* Exercise inputs
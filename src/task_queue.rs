//! Deduplicated, time-bucketed task queue.
//!
//! A task is identified by `(task_id, bucket)`, where `bucket` is the
//! [`Interval`] index of the timestamp it was scheduled for. The pair is stored
//! as the sorted-set member `"{task_id}_{bucket}"` scored by `bucket`, so
//! scheduling the same task twice within one bucket leaves a single entry and
//! consumers always see the earliest buckets first.

use std::time::{Duration, SystemTime};

use crate::{Interval, ScoredMember, SortedSetStore, StoreKey, TimeRange, TimebucketError};

/// Configuration for a [`TaskQueue`].
#[derive(Clone, Debug, Default)]
pub struct TaskQueueOptions {
    /// Bucket width. Defaults to one hour.
    pub interval: Interval,

    /// Prefix for the queue's store key.
    ///
    /// The key is `<prefix><interval seconds>`, e.g. `DURATION_TASK_3600`.
    /// If `None`, defaults to [`StoreKey::default_prefix`].
    pub key_prefix: Option<StoreKey>,
}

/// A task popped from a [`TaskQueue`].
#[derive(Debug, Clone, PartialEq, Eq)]
pub struct QueuedTask {
    /// Caller-supplied task id.
    pub task_id: String,
    /// Bucket index the task was scheduled in.
    pub bucket: i64,
    /// Time range covered by `bucket`.
    pub range: TimeRange,
}

/// Encode a task as its store member.
pub fn task_member(task_id: &str, bucket: i64) -> String {
    format!("{task_id}_{bucket}")
}

/// Split a store member into task id and bucket index.
///
/// The bucket is everything after the **last** `_`, so task ids may contain
/// underscores themselves.
pub fn split_task_member(member: &str) -> Result<(&str, i64), TimebucketError> {
    let Some((task_id, bucket)) = member.rsplit_once('_') else {
        return Err(TimebucketError::MalformedTask(member.to_string()));
    };

    let bucket = bucket
        .parse::<i64>()
        .map_err(|_| TimebucketError::MalformedTask(member.to_string()))?;

    Ok((task_id, bucket))
}

/// Queue holding at most one entry per task and bucket.
///
/// The queue is a stateless façade over one store key: any number of instances
/// (in any number of processes) pointed at the same store, prefix and interval
/// are interchangeable.
///
/// # Ordering
///
/// Pops return the lowest buckets first. Within a bucket, entries come out in
/// the store's member order (byte-wise for both Redis and
/// [`MemoryStore`](crate::MemoryStore)); callers should not rely on it.
///
/// # Examples
///
/// ```no_run
/// use std::time::{Duration, SystemTime};
/// use timebucket::{Interval, MemoryStore, TaskQueue, TaskQueueOptions};
///
/// # async fn run() -> Result<(), timebucket::TimebucketError> {
/// let queue = TaskQueue::new(
///     MemoryStore::new(),
///     TaskQueueOptions {
///         interval: Interval::from_secs(60)?,
///         key_prefix: None,
///     },
/// );
///
/// let now = SystemTime::now();
/// assert!(queue.create_task("sync_user_42", now).await?);
/// assert!(!queue.create_task("sync_user_42", now).await?);
///
/// // Only buckets that have fully elapsed.
/// let due = queue.get_pre_tasks(10).await?;
/// assert!(due.is_empty());
///
/// // Anything, waiting up to a second if the queue is empty.
/// let tasks = queue.get_tasks(10, Duration::from_secs(1)).await?;
/// assert_eq!(tasks[0].task_id, "sync_user_42");
/// # Ok(())
/// # }
/// ```
#[derive(Debug, Clone)]
pub struct TaskQueue<S> {
    store: S,
    interval: Interval,
    key: String,
}

impl<S: SortedSetStore> TaskQueue<S> {
    /// Create a queue over `store`.
    pub fn new(store: S, options: TaskQueueOptions) -> Self {
        let prefix = options.key_prefix.unwrap_or_else(StoreKey::default_prefix);
        let key = format!("{}{}", *prefix, options.interval.as_secs());

        Self {
            store,
            interval: options.interval,
            key,
        }
    }

    /// Store key holding the queue.
    pub fn key(&self) -> &str {
        &self.key
    }

    /// Bucket width.
    pub fn interval(&self) -> Interval {
        self.interval
    }

    /// Schedule `task_id` in the bucket containing `timestamp`.
    ///
    /// Returns `false` when the task is already queued for that bucket; the
    /// existing entry is left as is.
    pub async fn create_task(
        &self,
        task_id: &str,
        timestamp: SystemTime,
    ) -> Result<bool, TimebucketError> {
        let bucket = self.interval.index(timestamp);
        let member = task_member(task_id, bucket);

        let created = self
            .store
            .add_if_absent(&self.key, &member, bucket as f64)
            .await?;

        if !created {
            tracing::trace!(key = %self.key, %member, "task_queue.create_task deduplicated");
        }

        Ok(created)
    } // end method create_task

    /// Schedule `task_id` in the current bucket.
    pub async fn create_task_now(&self, task_id: &str) -> Result<bool, TimebucketError> {
        self.create_task(task_id, SystemTime::now()).await
    }

    /// Pop up to `count` tasks, earliest buckets first.
    ///
    /// If the queue is empty and `timeout` is non-zero, waits until a task is
    /// queued or `timeout` elapses; a task arriving while waiting is returned
    /// on its own. A zero timeout never waits; [`Duration::MAX`] waits until a
    /// task arrives.
    ///
    /// With `RedisStore`, each wait opens a dedicated connection for the
    /// blocking pop.
    pub async fn get_tasks(
        &self,
        count: usize,
        timeout: Duration,
    ) -> Result<Vec<QueuedTask>, TimebucketError> {
        let popped = self.pop(count, timeout).await?;
        self.parse_popped(popped).await
    }

    /// Like [`get_tasks`](Self::get_tasks), returning the raw store members.
    pub async fn get_raw_tasks(
        &self,
        count: usize,
        timeout: Duration,
    ) -> Result<Vec<String>, TimebucketError> {
        let popped = self.pop(count, timeout).await?;
        Ok(popped.into_iter().map(|(member, _)| member).collect())
    }

    /// Pop up to `count` tasks whose bucket ended before now.
    pub async fn get_pre_tasks(&self, count: usize) -> Result<Vec<QueuedTask>, TimebucketError> {
        self.get_pre_tasks_at(count, SystemTime::now()).await
    }

    /// Pop up to `count` tasks from buckets that ended before the bucket of
    /// `reference_time`.
    ///
    /// The `count` earliest entries are popped; those in the current or a later
    /// bucket are put back unchanged and left out of the result. Nothing popped
    /// is dropped.
    pub async fn get_pre_tasks_at(
        &self,
        count: usize,
        reference_time: SystemTime,
    ) -> Result<Vec<QueuedTask>, TimebucketError> {
        let mature = self.pop_mature(count, reference_time).await?;
        self.parse_popped(mature).await
    }

    /// Like [`get_pre_tasks_at`](Self::get_pre_tasks_at), returning the raw
    /// store members.
    pub async fn get_raw_pre_tasks_at(
        &self,
        count: usize,
        reference_time: SystemTime,
    ) -> Result<Vec<String>, TimebucketError> {
        let mature = self.pop_mature(count, reference_time).await?;
        Ok(mature.into_iter().map(|(member, _)| member).collect())
    }

    /// Decode a store member produced by this queue.
    pub fn parse_task(&self, member: &str) -> Result<QueuedTask, TimebucketError> {
        let (task_id, bucket) = split_task_member(member)?;

        let Some(range) = self.interval.range_of_index(bucket) else {
            return Err(TimebucketError::MalformedTask(member.to_string()));
        };

        Ok(QueuedTask {
            task_id: task_id.to_string(),
            bucket,
            range,
        })
    }

    /// Number of queued tasks.
    pub async fn len(&self) -> Result<u64, TimebucketError> {
        self.store.cardinality(&self.key).await
    }

    /// Whether the queue holds no tasks.
    pub async fn is_empty(&self) -> Result<bool, TimebucketError> {
        Ok(self.len().await? == 0)
    }

    /// Delete every queued task.
    pub async fn clear(&self) -> Result<(), TimebucketError> {
        self.store.delete(&self.key).await
    }

    async fn pop(
        &self,
        count: usize,
        timeout: Duration,
    ) -> Result<Vec<ScoredMember>, TimebucketError> {
        let popped = self.store.pop_min(&self.key, count).await?;

        if !popped.is_empty() || count == 0 || timeout.is_zero() {
            return Ok(popped);
        }

        let popped = self.store.blocking_pop_min(&self.key, timeout).await?;
        Ok(popped.into_iter().collect())
    }

    async fn pop_mature(
        &self,
        count: usize,
        reference_time: SystemTime,
    ) -> Result<Vec<ScoredMember>, TimebucketError> {
        let popped = self.store.pop_min(&self.key, count).await?;
        let current_bucket = self.interval.index(reference_time) as f64;

        let (immature, mature): (Vec<_>, Vec<_>) = popped
            .into_iter()
            .partition(|(_, bucket)| *bucket >= current_bucket);

        if !immature.is_empty() {
            tracing::debug!(
                key = %self.key,
                current_bucket,
                reinserted = immature.len(),
                returned = mature.len(),
                "task_queue.get_pre_tasks putting back tasks not yet due"
            );

            if let Err(err) = self.store.add_many(&self.key, &immature).await {
                tracing::error!(
                    key = %self.key,
                    error = ?err,
                    lost = ?immature,
                    "task_queue.get_pre_tasks failed to put back tasks not yet due"
                );
                return Err(err);
            }
        }

        Ok(mature)
    } // end method pop_mature

    /// Parse popped members; on a malformed member the well-formed ones are
    /// put back before the error is returned.
    async fn parse_popped(
        &self,
        popped: Vec<ScoredMember>,
    ) -> Result<Vec<QueuedTask>, TimebucketError> {
        let mut tasks = Vec::with_capacity(popped.len());
        let mut well_formed = Vec::with_capacity(popped.len());
        let mut malformed = Vec::new();

        for (member, score) in popped {
            match self.parse_task(&member) {
                Ok(task) => {
                    tasks.push(task);
                    well_formed.push((member, score));
                }
                Err(_) => malformed.push(member),
            }
        }

        let Some(first_malformed) = malformed.first() else {
            return Ok(tasks);
        };

        tracing::error!(
            key = %self.key,
            ?malformed,
            restored = well_formed.len(),
            "task_queue.malformed members discarded"
        );

        if let Err(err) = self.store.add_many(&self.key, &well_formed).await {
            tracing::error!(
                key = %self.key,
                error = ?err,
                lost = ?well_formed,
                "task_queue.failed to put back well-formed tasks"
            );
            return Err(err);
        }

        Err(TimebucketError::MalformedTask(first_malformed.clone()))
    } // end method parse_popped
}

* What is expected
When you retype the data above, start at its first line, stop after the line containing "to one hour.", and leave out everything else.

* Result
filename src/task_queue.rs
//! Deduplicated, time-bucketed task queue.
//!
//! A task is identified by `(task_id, bucket)`, where `bucket` is the
//! [`Interval`] index of the timestamp it was scheduled for. The pair is stored
//! as the sorted-set member `"{task_id}_{bucket}"` scored by `bucket`, so
//! scheduling the same task twice within one bucket leaves a single entry and
//! consumers always see the earliest buckets first.

use std::time::{Duration, SystemTime};

use crate::{Interval, ScoredMember, SortedSetStore, StoreKey, TimeRange, TimebucketError};

/// Configuration for a [`TaskQueue`].
#[derive(Clone, Debug, Default)]
pub struct TaskQueueOptions {
    /// Bucket width. Defaults to one hour.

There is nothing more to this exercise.